Analysis of the Arcium Network Project

Project Background

Arcium Network is the first project in the Solana ecosystem focused on privacy computing. In May this year, it secured a $50 million funding round led by GreenField.

As mentioned in Arcium’s Purplepaper, Arcium is a decentralized privacy computing protocol, primarily composed of two key components: MPC and its economic model.

The overall structure of Arcium is not hard to understand, especially the part that integrates with blockchain—it directly uses Solana smart contracts:

However, Arcium is built on a strong foundation of hardcore technology. For instance, in this blog post, Arcium explains the technical principles of MPC with simplified examples.

MPC (Secure Multi-Party Computation) is not a new concept—it has existed for many years. The most familiar use case is MPC wallets. Wallets like Binance and OKX use this model by default. From a learning perspective, it’s worth distinguishing between concepts like MPC, multisig, MPC wallets, TSS aggregate signatures, and BLS aggregate signatures—these are somewhat related but easily confused.

Back to Arcium’s article, the simplified version of MPC goes like this: suppose there are 3 participants a, b, and c, each performing computations of +1, +2, and +3 respectively. They each add a salt value of +10, +20, and +30 to their result. The final result after combining all is 66. Subtracting the total salt value of 60 yields the final result of 6.

The desalinization process is also sequential—starting from 66, each participant removes their salt value one by one (e.g., a to c), rather than subtracting 60 all at once. Each participant only knows the initial value and their own computed result—they don’t know the execution order. The protocol specifies that this information remains private.

In reality, MPC is a complex interactive protocol that requires sophisticated engineering. In short, Arcium is leveraging MPC technology to explore more practical use cases, which is a promising direction.

Arcium is exploring many technical directions and experiments.
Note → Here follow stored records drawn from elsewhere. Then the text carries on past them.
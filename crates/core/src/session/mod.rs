//! Per-session state: the turn-taking engine, the emotion segment store and
//! the conversation so far. Sessions share nothing with each other.

use crate::config::TurnTakingConfig;
use crate::emotion::{
    EmotionSegment, EmotionSegmentStore, SegmentError, SentimentError, SentimentProvider,
    SpeakingContext,
};
use crate::turn::{Effect, ScriptedDriver, TimedEffect, TurnEvent, TurnState, TurnTaker};
use serde::{Deserialize, Serialize};
use std::collections::HashMap;
use std::fmt;
use std::time::{Duration, SystemTime};
use uuid::Uuid;

const LOG_TARGET: &str = "session";

#[derive(thiserror::Error, Debug)]
pub enum SessionError {
    #[error("no active session with id {0}")]
    NotFound(Uuid),
    #[error("sentiment scoring failed: {0}")]
    Sentiment(#[from] SentimentError),
    #[error("invalid segment: {0}")]
    Segment(#[from] SegmentError),
}

#[derive(Clone, Copy, Debug, Serialize, Deserialize, PartialEq, Eq)]
#[serde(rename_all = "SCREAMING_SNAKE_CASE")]
pub enum Speaker {
    Presenter,
    Customer,
}

impl fmt::Display for Speaker {
    fn fmt(&self, f: &mut fmt::Formatter<'_>) -> fmt::Result {
        match self {
            Speaker::Presenter => f.write_str("PRESENTER"),
            Speaker::Customer => f.write_str("CUSTOMER"),
        }
    }
}

#[derive(Clone, Debug, Serialize, Deserialize, PartialEq)]
pub struct ConversationTurn {
    pub speaker: Speaker,
    pub text: String,
}

/// Ordered record of who said what.
#[derive(Clone, Debug, Default, Serialize, Deserialize, PartialEq)]
pub struct ConversationHistory {
    turns: Vec<ConversationTurn>,
}

impl ConversationHistory {
    pub fn new() -> Self {
        Self::default()
    }

    pub fn push(&mut self, speaker: Speaker, text: impl Into<String>) {
        let text = text.into();
        let text = text.trim();
        if text.is_empty() {
            return;
        }
        self.turns.push(ConversationTurn {
            speaker,
            text: text.to_owned(),
        });
    }

    pub fn turns(&self) -> &[ConversationTurn] {
        &self.turns
    }

    /// The last `n` turns, oldest first.
    pub fn recent(&self, n: usize) -> &[ConversationTurn] {
        &self.turns[self.turns.len().saturating_sub(n)..]
    }

    pub fn len(&self) -> usize {
        self.turns.len()
    }

    pub fn is_empty(&self) -> bool {
        self.turns.is_empty()
    }

    /// One `SPEAKER: text` line per turn.
    pub fn render(&self) -> String {
        self.turns
            .iter()
            .map(|t| format!("{}: {}", t.speaker, t.text))
            .collect::<Vec<_>>()
            .join("\n")
    }
}

/// What one call to [`CoachingSession::send`] produced.
#[derive(Clone, Debug, Default, PartialEq)]
pub struct SessionStep {
    pub effects: Vec<TimedEffect>,
    /// The final fragment the engine accepted into the transcript, if any.
    pub accepted: Option<String>,
}

pub struct CoachingSession {
    id: Uuid,
    started_at: SystemTime,
    turns: ScriptedDriver,
    store: EmotionSegmentStore,
    history: ConversationHistory,
    context: SpeakingContext,
}

impl CoachingSession {
    pub fn new(config: TurnTakingConfig) -> Self {
        Self {
            id: Uuid::new_v4(),
            started_at: SystemTime::now(),
            turns: ScriptedDriver::new(TurnTaker::new(config)),
            store: EmotionSegmentStore::new(),
            history: ConversationHistory::new(),
            context: SpeakingContext::default(),
        }
    }

    pub fn id(&self) -> Uuid {
        self.id
    }

    pub fn started_at(&self) -> SystemTime {
        self.started_at
    }

    /// Session clock: time since the session started, as seen by the engine.
    pub fn elapsed(&self) -> Duration {
        self.turns.now()
    }

    pub fn state(&self) -> TurnState {
        self.turns.taker().state()
    }

    pub fn taker(&self) -> &TurnTaker {
        self.turns.taker()
    }

    pub fn store(&self) -> &EmotionSegmentStore {
        &self.store
    }

    pub fn history(&self) -> &ConversationHistory {
        &self.history
    }

    pub fn context(&self) -> SpeakingContext {
        self.context
    }

    /// Advances the session clock to `at`, then hands `event` to the engine.
    pub fn send(&mut self, at: Duration, event: TurnEvent) -> SessionStep {
        let mut effects = self.advance_to(at);

        let was_idle = self.state() == TurnState::Idle;
        let trailing = self.taker().unconsumed().to_owned();
        let transcript_len = self.taker().transcript().len();

        let avatar_line = match &event {
            TurnEvent::AvatarSpeechStarted { text } if !was_idle => Some(text.clone()),
            _ => None,
        };

        let handled = self.turns.send(at, event);
        let accepted = (self.taker().transcript().len() > transcript_len)
            .then(|| self.taker().transcript()[transcript_len..].trim().to_owned());

        if let Some(line) = avatar_line {
            self.context = SpeakingContext::after_avatar_line(&line);
            tracing::debug!(target: LOG_TARGET, session_id = %self.id, context = ?self.context, "speaking context updated");
            self.history.push(Speaker::Customer, line);
        }
        for timed in &handled {
            if let Effect::SessionEnded { .. } = timed.effect {
                self.history.push(Speaker::Presenter, trailing.as_str());
            }
        }
        self.observe(&handled);

        effects.extend(handled);
        SessionStep { effects, accepted }
    }

    /// Fires any engine timers due by `at`.
    pub fn advance_to(&mut self, at: Duration) -> Vec<TimedEffect> {
        let fired = self.turns.advance_to(at);
        self.observe(&fired);
        fired
    }

    fn observe(&mut self, effects: &[TimedEffect]) {
        for timed in effects {
            if let Effect::PauseDetected { text } = &timed.effect {
                self.history.push(Speaker::Presenter, text.as_str());
                self.context = SpeakingContext::Presenting;
                tracing::info!(
                    target: LOG_TARGET,
                    session_id = %self.id,
                    at_secs = timed.at.as_secs_f64(),
                    "presenter yielded the floor"
                );
            }
        }
    }

    /// Scores `text` and stores it as a text segment in the current speaking context.
    pub async fn record_text_segment<S>(
        &mut self,
        provider: &S,
        timestamp: f64,
        duration: f64,
        text: &str,
    ) -> Result<&EmotionSegment, SessionError>
    where
        S: SentimentProvider + ?Sized,
    {
        let scores = provider.score(text.to_owned()).await?;
        let segment = EmotionSegment::from_scores(timestamp, duration, text, &scores, self.context)?;
        tracing::debug!(
            target: LOG_TARGET,
            session_id = %self.id,
            timestamp,
            emotion = ?segment.emotion(),
            context = ?segment.context(),
            "text segment recorded"
        );
        self.store.push_text(segment)?;
        let last = self.store.len() - 1;
        Ok(&self.store.segments()[last])
    }

    pub fn into_parts(self) -> (EmotionSegmentStore, ConversationHistory) {
        (self.store, self.history)
    }
}

/// Active sessions keyed by id.
#[derive(Default)]
pub struct SessionRegistry {
    config: TurnTakingConfig,
    sessions: HashMap<Uuid, CoachingSession>,
}

impl SessionRegistry {
    pub fn new(config: TurnTakingConfig) -> Self {
        Self {
            config,
            sessions: HashMap::new(),
        }
    }

    pub fn start(&mut self) -> Uuid {
        let session = CoachingSession::new(self.config.clone());
        let id = session.id();
        tracing::info!(target: LOG_TARGET, session_id = %id, active = self.sessions.len() + 1, "session registered");
        self.sessions.insert(id, session);
        id
    }

    pub fn get(&self, id: &Uuid) -> Result<&CoachingSession, SessionError> {
        self.sessions.get(id).ok_or(SessionError::NotFound(*id))
    }

    pub fn get_mut(&mut self, id: &Uuid) -> Result<&mut CoachingSession, SessionError> {
        self.sessions.get_mut(id).ok_or(SessionError::NotFound(*id))
    }

    pub fn remove(&mut self, id: &Uuid) -> Result<CoachingSession, SessionError> {
        let session = self.sessions.remove(id).ok_or(SessionError::NotFound(*id))?;
        tracing::info!(target: LOG_TARGET, session_id = %id, active = self.sessions.len(), "session removed");
        Ok(session)
    }

    pub fn len(&self) -> usize {
        self.sessions.len()
    }

    pub fn is_empty(&self) -> bool {
        self.sessions.is_empty()
    }
}

#[cfg(test)]
mod tests {
    use super::*;
    use crate::emotion::{LexiconSentimentProvider, Sentiment};

    fn secs(s: u64) -> Duration {
        Duration::from_secs(s)
    }

    fn final_text(text: &str) -> TurnEvent {
        TurnEvent::Transcript {
            text: text.into(),
            is_final: true,
        }
    }

    fn avatar(text: &str) -> TurnEvent {
        TurnEvent::AvatarSpeechStarted { text: text.into() }
    }

    #[tokio::test]
    async fn tracks_history_and_context_through_an_objection() {
        let lexicon = LexiconSentimentProvider::new();
        let mut session = CoachingSession::new(TurnTakingConfig::default());
        let greeting = session.taker().config().greeting.clone();

        session.send(secs(0), TurnEvent::StartSession);
        session.send(secs(1), avatar(&greeting));
        assert_eq!(session.context(), SpeakingContext::Presenting);
        session.send(secs(4), TurnEvent::AvatarSpeechEnded);

        let pitch = "Our platform saves your team ten hours every week on reporting";
        let step = session.send(secs(10), final_text(pitch));
        assert_eq!(step.accepted.as_deref(), Some(pitch));
        let segment = session
            .record_text_segment(&lexicon, 10.0, 4.0, pitch)
            .await
            .unwrap();
        assert_eq!(segment.sentiment(), Some(Sentiment::Positive));
        assert_eq!(segment.context(), SpeakingContext::Presenting);

        let fired = session.advance_to(secs(20));
        assert!(fired
            .iter()
            .any(|t| matches!(t.effect, Effect::PauseDetected { .. }) && t.at == secs(16)));

        session.send(secs(21), avatar("Isn't that too expensive for a small team?"));
        assert_eq!(session.context(), SpeakingContext::HandlingObjection);
        session.send(secs(24), TurnEvent::AvatarSpeechEnded);

        let answer = "I understand the concern, most teams recover the cost quickly";
        let step = session.send(secs(30), final_text(answer));
        assert_eq!(step.accepted.as_deref(), Some(answer));
        let segment = session
            .record_text_segment(&lexicon, 30.0, 5.0, answer)
            .await
            .unwrap();
        assert_eq!(segment.context(), SpeakingContext::HandlingObjection);

        let step = session.send(secs(35), TurnEvent::EndPresentation { elapsed: secs(35) });
        assert!(step
            .effects
            .iter()
            .any(|t| matches!(t.effect, Effect::SessionEnded { .. })));

        let speakers: Vec<Speaker> = session.history().turns().iter().map(|t| t.speaker).collect();
        assert_eq!(
            speakers,
            vec![
                Speaker::Customer,
                Speaker::Presenter,
                Speaker::Customer,
                Speaker::Presenter
            ]
        );
        let rendered = session.history().render();
        assert!(rendered.starts_with("CUSTOMER: Hi!"));
        assert!(rendered.ends_with(&format!("PRESENTER: {answer}")));
        assert_eq!(session.store().len(), 2);
    }

    #[tokio::test]
    async fn rejected_fragments_are_not_reported_as_accepted() {
        let mut session = CoachingSession::new(TurnTakingConfig::default());
        session.send(secs(0), TurnEvent::StartSession);

        let step = session.send(
            secs(1),
            TurnEvent::Transcript {
                text: "our platform".into(),
                is_final: false,
            },
        );
        assert_eq!(step.accepted, None);

        session.send(secs(2), avatar("tell me more about pricing"));
        let step = session.send(secs(3), final_text("tell me more about pricing"));
        assert_eq!(step.accepted, None);
        assert_eq!(session.taker().transcript(), "");
    }

    #[tokio::test]
    async fn out_of_order_segment_is_rejected() {
        let lexicon = LexiconSentimentProvider::new();
        let mut session = CoachingSession::new(TurnTakingConfig::default());
        session
            .record_text_segment(&lexicon, 12.0, 1.0, "great results")
            .await
            .unwrap();
        let err = session
            .record_text_segment(&lexicon, 11.0, 1.0, "fast setup")
            .await
            .unwrap_err();
        assert!(matches!(err, SessionError::Segment(SegmentError::OutOfOrder { .. })));
        assert_eq!(session.store().len(), 1);
    }

    #[test]
    fn recent_returns_newest_turns_in_order() {
        let mut history = ConversationHistory::new();
        history.push(Speaker::Presenter, "one");
        history.push(Speaker::Customer, "two");
        history.push(Speaker::Presenter, "  ");
        history.push(Speaker::Presenter, "three");

        assert_eq!(history.len(), 3);
        let recent: Vec<&str> = history.recent(2).iter().map(|t| t.text.as_str()).collect();
        assert_eq!(recent, vec!["two", "three"]);
        assert_eq!(history.recent(10).len(), 3);
    }

    #[test]
    fn registry_isolates_sessions() {
        let mut registry = SessionRegistry::new(TurnTakingConfig::default());
        let a = registry.start();
        let b = registry.start();
        assert_ne!(a, b);
        assert_eq!(registry.len(), 2);

        registry
            .get_mut(&a)
            .unwrap()
            .send(Duration::ZERO, TurnEvent::StartSession);
        assert_eq!(registry.get(&a).unwrap().state(), TurnState::Listening);
        assert_eq!(registry.get(&b).unwrap().state(), TurnState::Idle);

        let removed = registry.remove(&a).unwrap();
        assert_eq!(removed.id(), a);
        assert!(matches!(registry.get(&a), Err(SessionError::NotFound(id)) if id == a));
        assert!(matches!(registry.remove(&a), Err(SessionError::NotFound(_))));
    }
}
use crate::turn::{Effect, TimerToken, TurnEvent, TurnTaker};
use serde::{Deserialize, Serialize};
use std::time::Duration;

/// An outward effect stamped with the virtual time it was produced at.
#[derive(Clone, Debug, Serialize, Deserialize, PartialEq)]
pub struct TimedEffect {
    pub at: Duration,
    pub effect: Effect,
}

/// Drives a `TurnTaker` on a virtual clock.
///
/// Timers due at or before an event's timestamp fire before that event is
/// handled. Used for deterministic replays of recorded sessions.
#[derive(Clone, Debug)]
pub struct ScriptedDriver {
    taker: TurnTaker,
    now: Duration,
    pending: Vec<(Duration, TimerToken)>,
}

impl ScriptedDriver {
    pub fn new(taker: TurnTaker) -> Self {
        Self {
            taker,
            now: Duration::ZERO,
            pending: Vec::new(),
        }
    }

    pub fn now(&self) -> Duration {
        self.now
    }

    pub fn taker(&self) -> &TurnTaker {
        &self.taker
    }

    pub fn into_taker(self) -> TurnTaker {
        self.taker
    }

    /// Advances to `at` and then handles `event`.
    pub fn send(&mut self, at: Duration, event: TurnEvent) -> Vec<TimedEffect> {
        let mut out = self.advance_to(at);
        out.extend(self.dispatch(event));
        out
    }

    /// Fires every timer due by `until`, earliest deadline first.
    pub fn advance_to(&mut self, until: Duration) -> Vec<TimedEffect> {
        let mut out = Vec::new();
        while let Some(idx) = self.next_due(until) {
            let (deadline, token) = self.pending.remove(idx);
            self.now = self.now.max(deadline);
            out.extend(self.dispatch(TurnEvent::TimerFired(token)));
        }
        self.now = self.now.max(until);
        out
    }

    fn next_due(&self, until: Duration) -> Option<usize> {
        self.pending
            .iter()
            .enumerate()
            .filter(|(_, (deadline, _))| *deadline <= until)
            .min_by_key(|(_, (deadline, _))| *deadline)
            .map(|(idx, _)| idx)
    }

    fn dispatch(&mut self, event: TurnEvent) -> Vec<TimedEffect> {
        let transition = self.taker.handle(event);
        let mut out = Vec::new();
        for effect in transition.effects {
            match effect {
                Effect::ArmTimer { token, after } => {
                    self.pending.retain(|(_, t)| t.kind != token.kind);
                    self.pending.push((self.now + after, token));
                }
                Effect::CancelTimer(kind) => self.pending.retain(|(_, t)| t.kind != kind),
                other => out.push(TimedEffect {
                    at: self.now,
                    effect: other,
                }),
            }
        }
        out
    }
}
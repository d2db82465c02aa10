//! End-of-session processing: wait for facial analysis, correlate, aggregate.

use crate::analysis::{analyze, EmotionAnalysis};
use crate::config::FacialWaitConfig;
use crate::correlation::{CorrelationSummary, RawFacialInstance};
use crate::emotion::EmotionSegmentStore;
use crate::facial::{wait_for_insights, FacialAnalysisProvider, FacialError, FacialJobId};
use serde::{Deserialize, Serialize};
use std::time::Duration;

const LOG_TARGET: &str = "pipeline";

/// What happened to the facial side of the analysis.
#[derive(Clone, Debug, Serialize, Deserialize, PartialEq)]
#[serde(tag = "status", rename_all = "snake_case")]
pub enum FacialOutcome {
    Correlated { summary: CorrelationSummary },
    /// No facial job was submitted for this session.
    Skipped,
    Failed { reason: String },
    TimedOut { waited: Duration },
}

#[derive(Clone, Debug, Serialize, Deserialize, PartialEq)]
pub struct SessionOutcome {
    pub analysis: EmotionAnalysis,
    pub facial: FacialOutcome,
}

/// A submitted facial-analysis job and the provider that runs it.
#[derive(Clone, Copy)]
pub struct FacialJob<'a> {
    pub provider: &'a dyn FacialAnalysisProvider,
    pub id: &'a FacialJobId,
}

/// Produces the session's final analysis.
///
/// Facial problems never fail the session: a failed or timed-out job yields
/// a text-only analysis and says so in `facial`.
pub async fn finalize_session(
    mut store: EmotionSegmentStore,
    facial: Option<FacialJob<'_>>,
    config: &FacialWaitConfig,
) -> SessionOutcome {
    let (instances, outcome) = match facial {
        None => (Vec::new(), FacialOutcome::Skipped),
        Some(job) => match wait_for_insights(job.provider, job.id, config).await {
            Ok(instances) => {
                let summary = store.correlate(&instances);
                tracing::info!(
                    target: LOG_TARGET,
                    job = %job.id,
                    matched = summary.matched,
                    unmatched = summary.unmatched,
                    parse_failures = summary.parse_failures,
                    "facial data correlated"
                );
                (instances, FacialOutcome::Correlated { summary })
            }
            Err(e) => {
                tracing::warn!(target: LOG_TARGET, job = %job.id, error = %e, "continuing with text-only analysis");
                (Vec::<RawFacialInstance>::new(), degraded(e))
            }
        },
    };

    let analysis = analyze(store.into_segments(), &instances);
    tracing::info!(
        target: LOG_TARGET,
        segments = analysis.segments().len(),
        frustration_incidents = analysis.frustration_incidents,
        has_facial_data = analysis.has_facial_data(),
        "session analysis complete"
    );
    SessionOutcome {
        analysis,
        facial: outcome,
    }
}

fn degraded(error: FacialError) -> FacialOutcome {
    match error {
        FacialError::Timeout { waited, .. } => FacialOutcome::TimedOut { waited },
        other => FacialOutcome::Failed {
            reason: other.to_string(),
        },
    }
}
For example, in this article, it proposes a Confidential SPL Token that combines Solana’s SPL standard, the Token-2022 standard, and Arcium’s MPC aggregation framework—a privacy-enabled token standard. They’ve also developed a Dark Pools Dapp on-chain, showing strong cryptographic technical vibes.

Project Architecture

Arcium’s project architecture looks complicated at first glance, with terms like MXEs, arxOS, Arcis, etc. This is a classic example of creating proprietary terminology—assigning fancy names to internal components that are not really technical terms. Most projects have their own terminology set to make things sound more impressive.

You can get a clearer understanding from the Developer version of the documentation. As a developer using Arcium, you’re essentially developing Solana smart contracts. You create your own contract (MXE program) to describe a computation task—say a+b expecting result c—write this logic into the contract, and then call the official deployed contract (Arcium Program) to submit the computation task into Arcium’s task pool:

This way, the Arcium Program becomes aware of the task. The actual execution of the privacy computation is done by the MPC Cluster (arxOS), which reads the task event from the on-chain transaction log, performs the computation, and submits the result back to the Arcium Program (contract). Meanwhile, the MXE program has a callback function to receive the result of the privacy computation and triggers an event to notify the client:

At the contract code level, the types of computations you can perform—addition, subtraction, division, etc.—depend on what Arcium’s framework supports.

Putting aside the convoluted terminology, the essence of Arcium is to allow submitting computation tasks on-chain, getting them computed off-chain by MPC nodes, and submitting the result back to the chain. This is its interaction model with the blockchain. On the off-chain side, Arcium has developed a well-structured client (contract) framework around MPC.

Economic Model

The nodes that actually perform multi-party computation are called StakHodlers in Arcium. It’s a bit complex—in essence, participants can either provide hardware and go through configuration to join the computation network and earn rewards, or delegate their ARX tokens to computation nodes and earn a bit of interest.

In terms of the economic model, the Purplepaper mentions that the total supply of ARX tokens adjusts automatically with network computational demand to maintain equilibrium:

This dynamic balancing aims for a 50% ARX staking ratio. If it drops below 50%, new tokens are minted; if it goes above 50%, tokens are burned. This model favors computation nodes and encourages ARX holders to actively participate in staking and computation. However, it’s not ideal for non-stakers—minting doesn’t benefit them, while burning affects them negatively. It amplifies the shortcomings of Ethereum’s PoS model.

That said, Arcium’s burning mechanism differs from Ethereum’s. Arcium collects protocol fees in SOL, converts them to ARX via Dutch auctions, then burns the ARX. This adds complexity to the token supply dynamics and warrants further observation.

In summary, whether from a technical architecture or economic model perspective, Arcium has substantial depth and has formed a closed-loop system, making it a project worth continued observation. Arcium Network is currently in the testnet phase, with mainnet launch still in the planning stages on the roadmap.